» **Work task**
Search the records that follow and extract every line containing the string "against".
▼
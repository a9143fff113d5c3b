//! Profile attributes addressable by eligibility criteria
//!
//! Criteria never reach into a profile directly. They name an `Attribute`,
//! and the profile answers with an `AttributeValue` (or nothing when the
//! attribute is unknown for that individual).

use std::fmt;

use serde::{Deserialize, Serialize};

/// The kind of value an attribute carries.
///
/// A predicate is only meaningful against attributes of a compatible kind:
/// ranges against numeric attributes, set membership against categorical
/// ones, flags against boolean ones.
#[derive(Debug, Clone, Copy, PartialEq, Eq)]
pub enum AttributeKind {
    Numeric,
    Categorical,
    Flag,
}

impl fmt::Display for AttributeKind {
    fn fmt(&self, f: &mut fmt::Formatter<'_>) -> fmt::Result {
        match self {
            AttributeKind::Numeric => write!(f, "numeric"),
            AttributeKind::Categorical => write!(f, "categorical"),
            AttributeKind::Flag => write!(f, "flag"),
        }
    }
}

/// A profile attribute that a criterion can test.
#[derive(Debug, Clone, Copy, PartialEq, Eq, PartialOrd, Ord, Hash, Serialize, Deserialize)]
#[serde(rename_all = "camelCase")]
pub enum Attribute {
    Age,
    Gender,
    IncomeLevel,
    Occupation,
    State,
    District,
    CasteCategory,
    HasDisability,
    FamilySize,
    HasLandOwnership,
    LandArea,
}

impl Attribute {
    /// Every attribute, in declaration order.
    pub const ALL: [Attribute; 11] = [
        Attribute::Age,
        Attribute::Gender,
        Attribute::IncomeLevel,
        Attribute::Occupation,
        Attribute::State,
        Attribute::District,
        Attribute::CasteCategory,
        Attribute::HasDisability,
        Attribute::FamilySize,
        Attribute::HasLandOwnership,
        Attribute::LandArea,
    ];

    /// Wire name, identical to the serde representation.
    pub fn name(&self) -> &'static str {
        match self {
            Attribute::Age => "age",
            Attribute::Gender => "gender",
            Attribute::IncomeLevel => "incomeLevel",
            Attribute::Occupation => "occupation",
            Attribute::State => "state",
            Attribute::District => "district",
            Attribute::CasteCategory => "casteCategory",
            Attribute::HasDisability => "hasDisability",
            Attribute::FamilySize => "familySize",
            Attribute::HasLandOwnership => "hasLandOwnership",
            Attribute::LandArea => "landArea",
        }
    }

    /// Human-readable label used in eligibility suggestions.
    pub fn label(&self) -> &'static str {
        match self {
            Attribute::Age => "age",
            Attribute::Gender => "gender",
            Attribute::IncomeLevel => "income level",
            Attribute::Occupation => "occupation",
            Attribute::State => "state",
            Attribute::District => "district",
            Attribute::CasteCategory => "caste category",
            Attribute::HasDisability => "disability status",
            Attribute::FamilySize => "family size",
            Attribute::HasLandOwnership => "land ownership",
            Attribute::LandArea => "land area",
        }
    }

    pub fn kind(&self) -> AttributeKind {
        match self {
            Attribute::Age | Attribute::FamilySize | Attribute::LandArea => AttributeKind::Numeric,
            Attribute::HasDisability | Attribute::HasLandOwnership => AttributeKind::Flag,
            Attribute::Gender
            | Attribute::IncomeLevel
            | Attribute::Occupation
            | Attribute::State
            | Attribute::District
            | Attribute::CasteCategory => AttributeKind::Categorical,
        }
    }

    /// Parses a wire name back into an attribute.
    pub fn from_name(name: &str) -> Option<Self> {
        Self::ALL.iter().copied().find(|a| a.name() == name)
    }
}

impl fmt::Display for Attribute {
    fn fmt(&self, f: &mut fmt::Formatter<'_>) -> fmt::Result {
        f.write_str(self.name())
    }
}

/// A concrete attribute value read from a profile.
#[derive(Debug, Clone, PartialEq)]
pub enum AttributeValue {
    Number(f64),
    Text(String),
    Flag(bool),
}

impl AttributeValue {
    pub fn kind(&self) -> AttributeKind {
        match self {
            AttributeValue::Number(_) => AttributeKind::Numeric,
            AttributeValue::Text(_) => AttributeKind::Categorical,
            AttributeValue::Flag(_) => AttributeKind::Flag,
        }
    }
}

impl fmt::Display for AttributeValue {
    fn fmt(&self, f: &mut fmt::Formatter<'_>) -> fmt::Result {
        match self {
            AttributeValue::Number(n) => write!(f, "{}", format_number(*n)),
            AttributeValue::Text(s) => f.write_str(s),
            AttributeValue::Flag(true) => f.write_str("yes"),
            AttributeValue::Flag(false) => f.write_str("no"),
        }
    }
}

/// Formats a number without a trailing `.0` for whole values.
pub fn format_number(n: f64) -> String {
    if n.fract() == 0.0 && n.abs() < 1e15 {
        format!("{}", n as i64)
    } else {
        format!("{}", n)
    }
}
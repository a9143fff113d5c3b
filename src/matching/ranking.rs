//! Deterministic match ordering
//!
//! 1. `relevance_score` descending
//! 2. level: central, state, district
//! 3. deadline ascending, schemes without a deadline last
//! 4. scheme id ascending
//!
//! The last key is unique within a snapshot, so the order is total.

use std::cmp::Ordering;

use super::result::SchemeMatch;

pub fn compare_matches(a: &SchemeMatch, b: &SchemeMatch) -> Ordering {
    b.relevance_score
        .total_cmp(&a.relevance_score)
        .then_with(|| a.level.rank().cmp(&b.level.rank()))
        .then_with(|| match (a.deadline, b.deadline) {
            (Some(x), Some(y)) => x.cmp(&y),
            (Some(_), None) => Ordering::Less,
            (None, Some(_)) => Ordering::Greater,
            (None, None) => Ordering::Equal,
        })
        .then_with(|| a.scheme_id.cmp(&b.scheme_id))
}

/// Sorts matches into ranked order.
pub fn rank(matches: &mut [SchemeMatch]) {
    matches.sort_by(compare_matches);
}
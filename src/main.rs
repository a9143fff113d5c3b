//! yojana CLI entry point
//!
//! Argument parsing, config loading and dispatch all live in `cli::run`,
//! which also prints the JSON error object. This only sets the exit code.

use yojana::cli;

fn main() {
    if cli::run().is_err() {
        std::process::exit(1);
    }
}
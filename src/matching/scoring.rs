//! Relevance scoring
//!
//! `score = mandatory_match * mandatory criteria met
//!        + informative_match * informative criteria met
//!        + benefit_tier * tier(level)
//!        + freshness * freshness(deadline)`
//!
//! Tier values are central 3, state 2, district 1. Freshness is
//! `1 - days_left / freshness_horizon_days` clamped to `[0, 1]` for schemes
//! with an open deadline and 0 for schemes without one.

use chrono::NaiveDate;
use serde::{Deserialize, Serialize};

use crate::scheme::SchemeLevel;

/// Named weight set for relevance scoring.
#[derive(Debug, Clone, PartialEq, Serialize, Deserialize)]
#[serde(default)]
pub struct ScoringWeights {
    pub mandatory_match: f64,
    pub informative_match: f64,
    pub benefit_tier: f64,
    pub freshness: f64,
    pub freshness_horizon_days: u32,
}

impl Default for ScoringWeights {
    fn default() -> Self {
        Self {
            mandatory_match: 10.0,
            informative_match: 2.0,
            benefit_tier: 1.0,
            freshness: 5.0,
            freshness_horizon_days: 90,
        }
    }
}

/// Counts that feed one score.
#[derive(Debug, Clone, Copy, PartialEq)]
pub struct ScoreInputs {
    pub mandatory_met: usize,
    pub informative_met: usize,
    pub level: SchemeLevel,
    pub deadline: Option<NaiveDate>,
    pub as_of: NaiveDate,
}

impl ScoringWeights {
    pub fn validate(&self) -> Result<(), String> {
        let weights = [
            ("mandatory_match", self.mandatory_match),
            ("informative_match", self.informative_match),
            ("benefit_tier", self.benefit_tier),
            ("freshness", self.freshness),
        ];
        for (name, value) in weights {
            if !value.is_finite() || value < 0.0 {
                return Err(format!(
                    "scoring.{} must be a finite, non-negative number (got {})",
                    name, value
                ));
            }
        }
        if self.freshness_horizon_days == 0 {
            return Err("scoring.freshness_horizon_days must be at least 1".to_string());
        }
        Ok(())
    }

    pub fn tier_value(level: SchemeLevel) -> f64 {
        match level {
            SchemeLevel::Central => 3.0,
            SchemeLevel::State => 2.0,
            SchemeLevel::District => 1.0,
        }
    }

    /// Deadline proximity in `[0, 1]`; nearer open deadlines score higher.
    pub fn freshness_term(&self, deadline: Option<NaiveDate>, as_of: NaiveDate) -> f64 {
        let Some(deadline) = deadline else {
            return 0.0;
        };
        let days_left = (deadline - as_of).num_days();
        if days_left < 0 || self.freshness_horizon_days == 0 {
            return 0.0;
        }
        let horizon = f64::from(self.freshness_horizon_days);
        (1.0 - days_left as f64 / horizon).clamp(0.0, 1.0)
    }

    pub fn score(&self, inputs: &ScoreInputs) -> f64 {
        self.mandatory_match * inputs.mandatory_met as f64
            + self.informative_match * inputs.informative_met as f64
            + self.benefit_tier * Self::tier_value(inputs.level)
            + self.freshness * self.freshness_term(inputs.deadline, inputs.as_of)
    }
}
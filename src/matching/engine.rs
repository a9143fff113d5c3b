//! Matching engine
//!
//! - Pure: no I/O, no shared mutable state, no clock reads beyond the
//!   evaluation date taken from the context
//! - Deterministic: identical (profile, snapshot version, as_of, category)
//!   always yields the identical ordered result
//! - A scheme is returned iff it applies on `as_of` (active, deadline open,
//!   state matches) and every mandatory criterion is met
//! - Quarantined records are skipped and reported, never fatal
//!
//! The snapshot's state index narrows candidates first. Applicability is
//! re-checked on every candidate, so the index never decides the result.

use chrono::{NaiveDate, Utc};
use tracing::{debug, warn};

use super::explain::{applicability_issues, assess_criteria, CriterionOutcome};
use super::ranking::rank;
use super::result::{Evaluation, MalformedRecordWarning, SchemeMatch};
use super::scoring::{ScoreInputs, ScoringWeights};
use crate::corpus::CorpusSnapshot;
use crate::observability::Event;
use crate::profile::Profile;
use crate::scheme::Scheme;

/// Inputs to an evaluation other than the profile and snapshot.
#[derive(Debug, Clone, PartialEq, Eq, Hash)]
pub struct EvaluationContext {
    /// Date used for deadline checks and freshness.
    pub as_of: NaiveDate,
    /// Restricts results to one category (case-insensitive).
    pub category: Option<String>,
}

impl EvaluationContext {
    pub fn on(as_of: NaiveDate) -> Self {
        Self {
            as_of,
            category: None,
        }
    }

    /// Today's UTC date.
    pub fn today() -> Self {
        Self::on(Utc::now().date_naive())
    }

    pub fn with_category(mut self, category: impl Into<String>) -> Self {
        self.category = Some(category.into());
        self
    }

    fn admits_category(&self, scheme: &Scheme) -> bool {
        self.category
            .as_deref()
            .map(|c| c.trim().eq_ignore_ascii_case(scheme.category().trim()))
            .unwrap_or(true)
    }
}

#[derive(Debug, Clone, Default)]
pub struct MatchingEngine {
    weights: ScoringWeights,
}

impl MatchingEngine {
    pub fn new(weights: ScoringWeights) -> Self {
        Self { weights }
    }

    pub fn weights(&self) -> &ScoringWeights {
        &self.weights
    }

    /// Ranked eligible matches as of today.
    pub fn evaluate(&self, profile: &Profile, snapshot: &CorpusSnapshot) -> Vec<SchemeMatch> {
        self.evaluate_with(profile, snapshot, &EvaluationContext::today())
            .matches
    }

    /// Ranked eligible matches plus the records skipped as malformed.
    pub fn evaluate_with(
        &self,
        profile: &Profile,
        snapshot: &CorpusSnapshot,
        ctx: &EvaluationContext,
    ) -> Evaluation {
        let mut matches = Vec::new();
        let mut skipped = Vec::new();

        for id in snapshot.candidate_ids(&profile.state) {
            let Some(scheme) = snapshot.get(id) else {
                continue;
            };
            if !ctx.admits_category(scheme) {
                continue;
            }
            if let Some(reason) = snapshot.quarantine_reason(id) {
                warn!(
                    event = Event::RecordSkipped.as_str(),
                    scheme_id = id,
                    version = snapshot.version().value(),
                    reason,
                    "malformed scheme record skipped"
                );
                skipped.push(MalformedRecordWarning {
                    scheme_id: id.to_string(),
                    reason: reason.to_string(),
                });
                continue;
            }

            let result = self.evaluate_scheme(profile, scheme, ctx.as_of);
            if result.eligible {
                matches.push(result);
            }
        }

        rank(&mut matches);
        debug!(
            event = Event::EvaluationComplete.as_str(),
            user_id = %profile.user_id,
            version = snapshot.version().value(),
            matches = matches.len(),
            skipped = skipped.len(),
            "profile evaluated"
        );

        Evaluation {
            version: snapshot.version(),
            as_of: ctx.as_of,
            matches,
            skipped,
        }
    }

    /// Evaluates one scheme regardless of whether it is eligible.
    ///
    /// Ineligible results score 0 and list every unmet criterion in
    /// `missing_criteria`.
    pub fn evaluate_scheme(
        &self,
        profile: &Profile,
        scheme: &Scheme,
        as_of: NaiveDate,
    ) -> SchemeMatch {
        let outcomes = assess_criteria(profile, scheme);
        let applicable = applicability_issues(profile, scheme, as_of).is_empty();
        let eligible = applicable
            && outcomes
                .iter()
                .filter(|o| o.is_mandatory())
                .all(CriterionOutcome::is_met);

        let matched_criteria = names(&outcomes, |o| o.is_met());
        let missing_criteria = if eligible {
            names(&outcomes, |o| !o.is_mandatory() && !o.is_met())
        } else {
            names(&outcomes, |o| !o.is_met())
        };

        let relevance_score = if eligible {
            let met = |mandatory: bool| {
                outcomes
                    .iter()
                    .filter(|o| o.is_mandatory() == mandatory && o.is_met())
                    .count()
            };
            self.weights.score(&ScoreInputs {
                mandatory_met: met(true),
                informative_met: met(false),
                level: scheme.level(),
                deadline: scheme.deadline(),
                as_of,
            })
        } else {
            0.0
        };

        SchemeMatch {
            scheme_id: scheme.id().to_string(),
            eligible,
            relevance_score,
            matched_criteria,
            missing_criteria,
            level: scheme.level(),
            deadline: scheme.deadline(),
        }
    }
}

fn names(outcomes: &[CriterionOutcome], keep: impl Fn(&CriterionOutcome) -> bool) -> Vec<String> {
    outcomes
        .iter()
        .filter(|o| keep(o))
        .map(|o| o.name.clone())
        .collect()
}

#[cfg(test)]
mod tests {
    use super::*;
    use crate::corpus::CorpusVersion;
    use crate::profile::Attribute;
    use crate::scheme::{EligibilityCriteria, Predicate, SchemeContent, SchemeLevel};

    fn date(y: i32, m: u32, d: u32) -> NaiveDate {
        NaiveDate::from_ymd_opt(y, m, d).unwrap()
    }

    fn senior() -> Scheme {
        Scheme::new(
            "SENIOR",
            SchemeContent::new("pension", SchemeLevel::Central).with_criteria(
                EligibilityCriteria::new()
                    .require(Attribute::Age, Predicate::at_least(60.0))
                    .require(Attribute::IncomeLevel, Predicate::one_of(["BPL"])),
            ),
        )
    }

    fn disability() -> Scheme {
        Scheme::new(
            "DISABILITY",
            SchemeContent::new("welfare", SchemeLevel::Central).with_criteria(
                EligibilityCriteria::new().require(Attribute::HasDisability, Predicate::flag(true)),
            ),
        )
    }

    fn profile() -> Profile {
        Profile::new("u1", 65, "Odisha").with_income_level("BPL")
    }

    #[test]
    fn test_eligible_scheme_lists_matched_criteria() {
        let snap = CorpusSnapshot::from_schemes(CorpusVersion::new(1), vec![senior()]);
        let ctx = EvaluationContext::on(date(2025, 1, 1));
        let eval = MatchingEngine::default().evaluate_with(&profile(), &snap, &ctx);
        assert_eq!(eval.scheme_ids(), vec!["SENIOR"]);
        assert_eq!(eval.matches[0].matched_criteria, vec!["age", "incomeLevel"]);
        assert!(eval.matches[0].missing_criteria.is_empty());
    }

    #[test]
    fn test_unmet_flag_excluded_and_reported() {
        let engine = MatchingEngine::default();
        let snap = CorpusSnapshot::from_schemes(CorpusVersion::new(1), vec![disability()]);
        let ctx = EvaluationContext::on(date(2025, 1, 1));
        assert!(engine.evaluate_with(&profile(), &snap, &ctx).matches.is_empty());

        let result = engine.evaluate_scheme(&profile(), &disability(), ctx.as_of);
        assert!(!result.eligible);
        assert_eq!(result.missing_criteria, vec!["hasDisability"]);
        assert_eq!(result.relevance_score, 0.0);
    }

    #[test]
    fn test_category_filter() {
        let snap = CorpusSnapshot::from_schemes(
            CorpusVersion::new(1),
            vec![senior(), disability()],
        );
        let p = profile().with_disability(true);
        let ctx = EvaluationContext::on(date(2025, 1, 1)).with_category("Welfare");
        let eval = MatchingEngine::default().evaluate_with(&p, &snap, &ctx);
        assert_eq!(eval.scheme_ids(), vec!["DISABILITY"]);
    }

    #[test]
    fn test_quarantined_record_skipped() {
        let bad = Scheme::new(
            "BAD",
            SchemeContent::new("pension", SchemeLevel::Central).with_criteria(
                EligibilityCriteria::new().require(Attribute::Age, Predicate::between(50.0, 30.0)),
            ),
        );
        let snap = CorpusSnapshot::from_schemes(CorpusVersion::new(1), vec![bad, senior()]);
        let ctx = EvaluationContext::on(date(2025, 1, 1));
        let eval = MatchingEngine::default().evaluate_with(&profile(), &snap, &ctx);
        assert_eq!(eval.scheme_ids(), vec!["SENIOR"]);
        assert_eq!(eval.skipped.len(), 1);
        assert_eq!(eval.skipped[0].scheme_id, "BAD");
    }

    #[test]
    fn test_expired_scheme_excluded() {
        let closed = Scheme::new(
            "CLOSED",
            SchemeContent::new("pension", SchemeLevel::Central).with_deadline(date(2024, 12, 31)),
        );
        let snap = CorpusSnapshot::from_schemes(CorpusVersion::new(1), vec![closed]);
        let engine = MatchingEngine::default();
        let p = profile();
        let after = EvaluationContext::on(date(2025, 1, 1));
        let on_deadline = EvaluationContext::on(date(2024, 12, 31));
        assert!(engine.evaluate_with(&p, &snap, &after).matches.is_empty());
        assert_eq!(engine.evaluate_with(&p, &snap, &on_deadline).matches.len(), 1);
    }
}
▲
» **Written response**
/// A predicate is only meaningful against attributes of a compatible kind:
/// ranges against numeric attributes, set membership against categorical
/// ones, flags against boolean ones.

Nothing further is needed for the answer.